Topography-guided PRK is an anatomical treatment that essentially corrects anterior corneal morphology. Refractive errors, posterior surface curvature and internal corneal aberrations are not treated by this procedure. Already wavefront-guided treatment modifies the cornea conformation and at the same time corrects refractive error, taking into account all low and high order optical aberrations, including those produced by the posterior cornea36-38. With the development of crosslinking, which increases the biomechanical resistance of the cornea, topography-guided PRK treatments associated with it simultaneously or sequentially have gained increasing acceptance39-43.
Combined treatments associate the advantages of crosslinking in reducing the risk of progression of ectasia44,45 to topography- or wavefront-guided PRK in improving visual acuity in patients with early, progressing and low vision keratoconus.
Implantation of intra-stromal rings may be an alternative in patients with thinner corneas46.
All these treatments, performed prior to lens surgery, allowing the total or partial correction of corneal refractive irregularity and aberrations, can be decisive in reducing subjective visual complaints and, consequently, the final visual quality achieved after the implantation of intraocular lenses in patients with irregular astigmatism.
It is essential to realize that in clinical practice everything becomes much more complicated. Thus, it is important, as explained above, to always take into account the possible aberrometric effects of corneal disease itself, corneal surface treatments and intraocular lenses in the final surgical decision.
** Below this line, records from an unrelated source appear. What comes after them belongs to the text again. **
pub mod config;
mod http_layers;
pub mod metrics;
pub mod server;
pub mod state;

pub use config::ServerConfig;
pub use http_layers::*;
pub use server::run_server;
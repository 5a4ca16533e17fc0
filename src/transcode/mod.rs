//! Narrowband audio transcoding via the external ffmpeg executable.
//!
//! Every job is converted with the same fixed profile: mono, 8 kHz,
//! AMR-NB. The encoder location is resolved once at startup and is
//! immutable afterwards.

use std::path::{Path, PathBuf};
use std::process::Stdio;
use thiserror::Error;
use tokio::process::Command;
use tracing::info;

/// Errors that can occur while locating or running the encoder.
#[derive(Debug, Error)]
pub enum TranscodeError {
    #[error("ffmpeg not found; place an ffmpeg binary next to the server or install it on PATH")]
    EncoderNotFound,

    #[error("ffmpeg exited with {status}: {output}")]
    EncoderFailed { status: String, output: String },

    #[error("failed to spawn ffmpeg: {0}")]
    Spawn(#[from] std::io::Error),
}

/// Extension appended to every transcoded output.
pub const OUTPUT_EXTENSION: &str = "amr";

/// Handle to a located ffmpeg executable.
#[derive(Debug, Clone)]
pub struct Transcoder {
    ffmpeg_path: PathBuf,
}

impl Transcoder {
    /// Resolve the encoder executable: an explicit path wins, then an
    /// `ffmpeg` binary in the working directory, then PATH lookup.
    /// Whatever is found is verified by running `ffmpeg -version` once.
    pub async fn locate(explicit: Option<PathBuf>) -> Result<Self, TranscodeError> {
        if let Some(path) = explicit {
            if !probe(&path).await {
                return Err(TranscodeError::EncoderNotFound);
            }
            info!("Using configured ffmpeg at {:?}", path);
            return Ok(Self { ffmpeg_path: path });
        }

        let local = std::env::current_dir()
            .map(|cwd| cwd.join("ffmpeg"))
            .unwrap_or_else(|_| PathBuf::from("ffmpeg"));
        if local.is_file() && probe(&local).await {
            info!("Using local ffmpeg at {:?}", local);
            return Ok(Self { ffmpeg_path: local });
        }

        let system = PathBuf::from("ffmpeg");
        if probe(&system).await {
            info!("Using system ffmpeg from PATH");
            return Ok(Self { ffmpeg_path: system });
        }

        Err(TranscodeError::EncoderNotFound)
    }

    /// Build a transcoder around a known executable without probing it.
    pub fn with_path(ffmpeg_path: impl Into<PathBuf>) -> Self {
        Self {
            ffmpeg_path: ffmpeg_path.into(),
        }
    }

    pub fn ffmpeg_path(&self) -> &Path {
        &self.ffmpeg_path
    }

    /// Convert `input` to AMR-NB next to itself, returning the output path.
    ///
    /// The output path is the input path with `.amr` appended, and any
    /// existing file there is overwritten (`-y`). On nonzero exit the error
    /// carries the process's combined stdout/stderr so the failure can be
    /// diagnosed without re-running.
    pub async fn transcode(&self, input: &Path) -> Result<PathBuf, TranscodeError> {
        let mut output_os = input.as_os_str().to_os_string();
        output_os.push(".");
        output_os.push(OUTPUT_EXTENSION);
        let output_path = PathBuf::from(output_os);

        let output = Command::new(&self.ffmpeg_path)
            .arg("-y")
            .arg("-i")
            .arg(input)
            .args(["-ac", "1", "-ar", "8000", "-c:a", "libopencore_amrnb"])
            .arg(&output_path)
            .stdout(Stdio::piped())
            .stderr(Stdio::piped())
            .output()
            .await?;

        if !output.status.success() {
            let mut combined = String::from_utf8_lossy(&output.stdout).into_owned();
            if !combined.is_empty() && !output.stderr.is_empty() {
                combined.push('\n');
            }
            combined.push_str(&String::from_utf8_lossy(&output.stderr));
            return Err(TranscodeError::EncoderFailed {
                status: output.status.to_string(),
                output: combined,
            });
        }

        Ok(output_path)
    }
}

async fn probe(path: &Path) -> bool {
    Command::new(path)
        .arg("-version")
        .stdout(Stdio::null())
        .stderr(Stdio::null())
        .status()
        .await
        .map(|status| status.success())
        .unwrap_or(false)
}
As is known, preoperative assessment is essential for the good performance of multifocal intraocular lenses and for patient satisfaction.
In summary, all patients who are referred for lens surgery with multifocal intraocular lenses should undergo clinical evaluations with thorough interrogations to determine lifestyle, occupational and leisure activities, the amount of time devoted to these, and the relative importance attached to each of them, as well as their psychological profile. It is essential to understand each one's visual needs and the expectations generated by the surgery. Candidate individuals for clear-lens refractive surgery, because of their excellent pre-surgical vision, are generally less tolerant to the dysphotopic effects of multifocal intraocular lenses, such as glare, halos, and starry risks. Patients with high irregular astigmatism may be more tolerant. For all sorts of reasons, some of them do not have their vision corrected with glasses, despite low acuity and poor visual quality. They are aware of their limited visual abilities and when faced with the need for surgery, exhibit more realistic visual expectations. If their own optical aberrations are understood and accepted if they may increase postoperatively, then there may be a relative indication for implanting spherical or toric multifocal intraocular lenses when presbyopia correction is also desired. It is crucial that the corneal pathology is stable. In situations where refractive stability cannot be proven, one can always opt for previous corneal treatments, as mentioned above, or wait for a new clinical reassessment in at least 12 months. It is also necessary to emphasize that these patients when undergoing lens surgery with intraocular lens implantation, can hardly have their postoperative residual ametropia corrected with corneal LASER refractive treatments.
In the absence of further clinical evidence, the authors do not advocate presbyopic correction by refractive lens replacement with a spherical or toric multifocal intraocular lens, in most patients with high irregular astigmatism. However, in very select cases, it may be possible to consider surgery if patients fully understand and accept aberrometric complications of vision. It is important to choose the type of multifocal intraocular lens, as the optical aberrations mentioned by the patients differ depending on the model47,48.